Today, there was also Keynote but it was a bit more technical than yesterday's one. I share the atmosphere / information of it and report one of sessions in DAY 4.
The same as yesterday, DAY 4 started with Keynote featured by Dr. Werner Vogels, CTO at Amazon.com and several representatives. In advance of beginning the keynote session, the final match in AWS DeepRacer League 2018 Season which is the tournament just announced yesterday for hackers programming AWS DeepRacer was on air.
It was contested among 3 people; Mr. Grant, Mr. Rick, and Mr. Saketh. Time trial was conducted after their introduction.
As a result, Mr. Rick won the champion. Though AWS DeepRacer was just announced yesterday, it was fabulous that they all considered the good learning model and completed a full race. I congratulate all of them.
After the race, the keynote session started with Dr. Werner Vogels's talk.
At the first half, the presentators including him described details of present services so we could hear about enthusiastic talks such as behind-the-scenes of the birth of Amazon Aurora, a background structure and culture of Amazon S3, and so on.
At the last half, continuing from yesterday, new services were announced. Ruby support for Lambda was excited for me because I usually use Ruby, I would get along with it.
This session presented by Ben Thurgood, Principal Solution Architect at AWS, talked about well-architected structures in a variety of cases.
First, he introduced Amazon Lightsail which is VPS service offers ease to construct our infrastructure. I have never used it but it may be useful if you are a newbie for AWS or the operations of the infrastructure are not complicated.
Note that, you can not operate elaborately in AWS Lightsail such as using your own VPC, setting IPs of Firewall, etc.
Next, we dived into main topic which was what we have to do when user count is greater than 1.
He taught us have to use SQL server and it might be better to use Amazon Cognito for authentication as well.
Moreover, we really need to concern about Security, it is also better to use some services above.
When user count is greater than 1,000, we have to use Load Balancer (*1) and establish Master / Slave databases.
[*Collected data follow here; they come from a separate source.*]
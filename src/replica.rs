/*!
伪装成Redis replica的同步驱动

完成握手后, master发来的RDB快照写入`rdb_sink`, 其后的增量命令流
原样写入`aof_sink`; 同步期间由后台任务每秒向master报告复制偏移量
*/
use std::io::Write;
use std::sync::Arc;
use std::sync::atomic::{AtomicBool, AtomicI64, Ordering};
use std::sync::mpsc::{self, Receiver};
use std::time::Duration;

use log::{error, info};
use scheduled_thread_pool::{JobHandle, ScheduledThreadPool};

use crate::config::Config;
use crate::conn::Conn;
use crate::error::{Error, Result};
use crate::resp;
use crate::to_string;

/// replica所处的同步阶段
#[derive(Debug, Clone, Copy, PartialEq, Eq)]
pub enum Mode {
    /// 握手协商中
    Negotiating,
    /// 全量同步
    FullSync,
    /// 部分同步
    PartialSync,
    /// 同步已结束
    Closed,
}

/// diskless传输中标记RDB结束的随机串长度
const EOF_MARK_LEN: usize = 40;
const SYNC_BUF_SIZE: usize = 10 * 1024;
const ACK_INTERVAL: Duration = Duration::from_secs(1);

/// 以replica身份同步master数据的驱动
pub struct Replica {
    config: Config,
    replica_id: String,
    replica_offset: Arc<AtomicI64>,
    mode: Mode,
    ack: Option<AckWorker>,
    ack_errors: Option<Receiver<Error>>,
}

impl Replica {
    pub fn new(config: Config) -> Replica {
        Replica {
            config,
            replica_id: String::new(),
            replica_offset: Arc::new(AtomicI64::new(0)),
            mode: Mode::Negotiating,
            ack: None,
            ack_errors: None,
        }
    }

    /// master分配的replication id, PSYNC回复之前为空
    pub fn replica_id(&self) -> &str {
        &self.replica_id
    }

    /// 当前的复制偏移量
    pub fn replica_offset(&self) -> i64 {
        self.replica_offset.load(Ordering::Relaxed)
    }

    /// 当前的同步阶段
    pub fn mode(&self) -> Mode {
        self.mode
    }

    /// ACK任务的写入失败通过此通道暴露, 不会中断主同步循环
    pub fn ack_errors(&mut self) -> Option<Receiver<Error>> {
        self.ack_errors.take()
    }

    /// 连接master并开始同步, 直到连接关闭或发生致命错误
    ///
    /// 具体的细节体现在各个方法内
    pub fn sync_with_master(&mut self) -> Result<()> {
        let mut conn = Conn::connect(&self.config)?;
        let result = self.sync(&mut conn);
        self.mode = Mode::Closed;
        if let Some(worker) = self.ack.take() {
            worker.cancel();
        }
        result
    }

    fn sync(&mut self, conn: &mut Conn) -> Result<()> {
        self.handshake(conn)?;
        let partial = self.send_psync(conn)?;
        let reply = conn.read_reply()?;
        self.start_ack(conn)?;

        if reply.starts_with("FULLRESYNC") {
            let tokens: Vec<&str> = reply.split_whitespace().collect();
            if tokens.len() != 3 {
                return Err(Error::ProtocolViolation(format!(
                    "invalid FULLRESYNC reply: {}",
                    reply
                )));
            }
            if partial && !self.config.continue_if_partial_failed {
                return Err(Error::PartialSyncRefused);
            }
            self.replica_id = tokens[1].to_string();
            let offset = tokens[2].parse::<i64>().map_err(|_| {
                Error::ProtocolViolation(format!("invalid FULLRESYNC offset: {}", reply))
            })?;
            self.mode = Mode::FullSync;
            info!(
                "master replied FULLRESYNC, replication id {}, offset {}",
                self.replica_id, offset
            );
            self.full_sync(conn, offset)
        } else if reply.starts_with("CONTINUE") {
            let tokens: Vec<&str> = reply.split_whitespace().collect();
            if tokens.len() >= 2 {
                // master换了replication id
                self.replica_id = tokens[1].to_string();
            } else {
                self.replica_id = self.config.master_replica_id.clone();
            }
            self.replica_offset
                .store(self.config.master_replica_offset, Ordering::Relaxed);
            self.mode = Mode::PartialSync;
            info!(
                "master replied CONTINUE, resuming at offset {}",
                self.config.master_replica_offset
            );
            self.stream_aof(conn)
        } else {
            Err(Error::ProtocolViolation(format!(
                "unexpected PSYNC reply: {}",
                reply
            )))
        }
    }

    // replication.c::syncWithMaster
    fn handshake(&mut self, conn: &mut Conn) -> Result<()> {
        if !self.config.master_password.is_empty() {
            let mut args: Vec<&[u8]> = Vec::new();
            if !self.config.master_user.is_empty() {
                args.push(self.config.master_user.as_bytes());
            }
            args.push(self.config.master_password.as_bytes());
            conn.send(b"AUTH", &args)?;
            conn.expect_ok()?;
        }

        conn.send(b"PING", &[])?;
        let reply = conn.read_reply()?;
        if reply != "PONG" {
            return Err(Error::ProtocolViolation(format!(
                "expect PONG but {}",
                reply
            )));
        }

        if let Some(port) = self.config.announce_port {
            let port = port.to_string();
            conn.send(b"REPLCONF", &[b"listening-port", port.as_bytes()])?;
            conn.expect_ok()?;
        }
        if let Some(ip) = &self.config.announce_ip {
            conn.send(b"REPLCONF", &[b"ip-address", ip.as_bytes()])?;
            conn.expect_ok()?;
        }

        // EOF: 支持diskless的EOF式RDB传输
        // PSYNC2: 理解+CONTINUE <new repl ID>
        conn.send(b"REPLCONF", &[b"capa", b"eof", b"capa", b"psync2"])?;
        conn.expect_ok()?;
        Ok(())
    }

    fn send_psync(&mut self, conn: &mut Conn) -> Result<bool> {
        let partial =
            !self.config.master_replica_id.is_empty() && self.config.master_replica_offset > 0;
        let (id, offset) = if partial {
            (
                self.config.master_replica_id.clone(),
                self.config.master_replica_offset.to_string(),
            )
        } else {
            ("?".to_string(), "-1".to_string())
        };
        conn.send(b"PSYNC", &[id.as_bytes(), offset.as_bytes()])?;
        Ok(partial)
    }

    fn full_sync(&mut self, conn: &mut Conn, offset: i64) -> Result<()> {
        let header = conn.read_header_line()?;
        if header.first() != Some(&resp::DOLLAR) {
            return Err(Error::ProtocolViolation(format!(
                "bad RDB transfer header: {}",
                to_string(header)
            )));
        }
        let payload = header[1..].to_vec();

        let mut sink = self.config.rdb_sink.take();
        if payload.starts_with(b"EOF:") {
            // diskless传输: 数据以头部宣告的40字节随机串结尾
            let mark = payload[4..].to_vec();
            if mark.len() != EOF_MARK_LEN {
                return Err(Error::ProtocolViolation(format!(
                    "bad EOF mark length: {}",
                    mark.len()
                )));
            }
            info!("receiving diskless RDB transfer");
            copy_until_mark(|buf| conn.read(buf), sink.as_deref_mut(), &mark)?;
        } else {
            let size = to_string(payload)
                .parse::<usize>()
                .map_err(|_| {
                    Error::ProtocolViolation(format!(
                        "bad RDB transfer header: {}",
                        to_string(header.clone())
                    ))
                })?;
            info!("receiving RDB transfer of {} bytes", size);
            copy_exact(|buf| conn.read(buf), sink.as_deref_mut(), size)?;
        }
        // drop关闭RDB sink, 下游解析器由此感知EOF
        drop(sink);
        self.replica_offset.store(offset, Ordering::Relaxed);
        info!("full synchronization finished, offset {}", offset);

        if self.config.continue_after_full_sync {
            self.stream_aof(conn)?;
        }
        Ok(())
    }

    /// 把master发来的AOF字节流原样写入sink, 累计复制偏移量
    fn stream_aof(&mut self, conn: &mut Conn) -> Result<()> {
        let mut sink = self.config.aof_sink.take();
        let mut buf = [0u8; SYNC_BUF_SIZE];
        loop {
            let n = conn.read(&mut buf)?;
            if n == 0 {
                return Err(Error::ConnectionClosed);
            }
            write_sink(&mut sink.as_deref_mut(), &buf[..n])?;
            self.replica_offset.fetch_add(n as i64, Ordering::Relaxed);
        }
    }

    // ACK任务以1秒为周期向master报告复制偏移量, 写入失败即退出
    fn start_ack(&mut self, conn: &Conn) -> Result<()> {
        let mut stream = conn.clone_writer()?;
        let offset = self.replica_offset.clone();
        let (sender, receiver) = mpsc::channel();
        let pool = ScheduledThreadPool::new(1);
        let live = Arc::new(AtomicBool::new(true));
        let handle = {
            let live = live.clone();
            pool.execute_at_fixed_rate(ACK_INTERVAL, ACK_INTERVAL, move || {
                if !live.load(Ordering::Relaxed) {
                    return;
                }
                let offset = offset.load(Ordering::Relaxed);
                if offset <= 0 {
                    return;
                }
                let offset = offset.to_string();
                if let Err(err) =
                    resp::send_command(&mut stream, b"REPLCONF", &[b"ACK", offset.as_bytes()])
                {
                    error!("offset ack error: {}", err);
                    live.store(false, Ordering::Relaxed);
                    let _ = sender.send(err);
                }
            })
        };
        self.ack = Some(AckWorker {
            _pool: pool,
            handle,
        });
        self.ack_errors = Some(receiver);
        Ok(())
    }
}

impl Drop for Replica {
    fn drop(&mut self) {
        if let Some(worker) = self.ack.take() {
            worker.cancel();
        }
    }
}

struct AckWorker {
    _pool: ScheduledThreadPool,
    handle: JobHandle,
}

impl AckWorker {
    fn cancel(&self) {
        self.handle.cancel();
    }
}

fn write_sink(sink: &mut Option<&mut (dyn Write + Send + 'static)>, bytes: &[u8]) -> Result<()> {
    if let Some(sink) = sink {
        sink.write_all(bytes).map_err(Error::Sink)?;
    }
    Ok(())
}

/// 按宣告的长度接收RDB
pub(crate) fn copy_exact<F>(
    mut read: F,
    mut sink: Option<&mut (dyn Write + Send + 'static)>,
    size: usize,
) -> Result<()>
where
    F: FnMut(&mut [u8]) -> Result<usize>,
{
    let mut buf = [0u8; SYNC_BUF_SIZE];
    let mut remaining = size;
    while remaining > 0 {
        let want = remaining.min(buf.len());
        let n = read(&mut buf[..want])?;
        if n == 0 {
            return Err(Error::ConnectionClosed);
        }
        write_sink(&mut sink, &buf[..n])?;
        remaining -= n;
    }
    Ok(())
}

/// 接收diskless传输的RDB: 滑动窗口保存最近收到的`mark.len()`个字节,
/// 窗口与mark相等时传输结束; mark本身不写入sink
pub(crate) fn copy_until_mark<F>(
    mut read: F,
    mut sink: Option<&mut (dyn Write + Send + 'static)>,
    mark: &[u8],
) -> Result<()>
where
    F: FnMut(&mut [u8]) -> Result<usize>,
{
    let mut buf = [0u8; SYNC_BUF_SIZE];
    let mut window: Vec<u8> = Vec::with_capacity(mark.len());
    loop {
        let n = read(&mut buf)?;
        if n == 0 {
            return Err(Error::ConnectionClosed);
        }
        if n >= mark.len() {
            write_sink(&mut sink, &window)?;
            write_sink(&mut sink, &buf[..n - mark.len()])?;
            window.clear();
            window.extend_from_slice(&buf[n - mark.len()..n]);
        } else {
            let overflow = (window.len() + n).saturating_sub(mark.len());
            if overflow > 0 {
                write_sink(&mut sink, &window[..overflow])?;
                window.drain(..overflow);
            }
            window.extend_from_slice(&buf[..n]);
        }
        if window == mark {
            return Ok(());
        }
    }
}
Also, separating Availability Zone is better.
*1 It was said that Application Load Balancer (ALB) is better than Elastic Load Balancer (ELB) because ELB sometimes does not work well.
Both horizontally and vertically scale are fine for this number of user count.
When user count is greater than 10,000, we have to scale out Web / APP servers horizontally and it might be better to introduce Read Replica databases.
In addition, we should use Amazon CloudFront / Amazon S3 on demand of large files or something.
Nevertheless, if the performance is not enough, we have to use Amazon ElastiCache / Amazon DynamoDB for caches.
When user count is greater than 500,000, we have to establish an auto scale structure just in case of the spike access.
At this stage, the infrastructure seems a bit complicated so we might need to use some management tools in AWS above.
In terms of the structure of the application, we should re-design it such as SOA, Microservices and have to think about using several AWS services for that. (Loose coupling - Amazon SQS and Amazon SNS, Event-driven - AWS Lambda)
In addition, if we need to examine the performance, AWS X-Ray would help us to identify bottlenecks.
When user count is greater than 1,000,000, it is required some bit of all the previous things including under consideration.
When user count is greater than 5,000,000, we might need to introduce Federation / Sharding structure and move functionalities to other types of DBs (NoSQL, Graph).
When user count is greater than 10,000,000, we need to re-consider to go from multi-AZ to multi-region.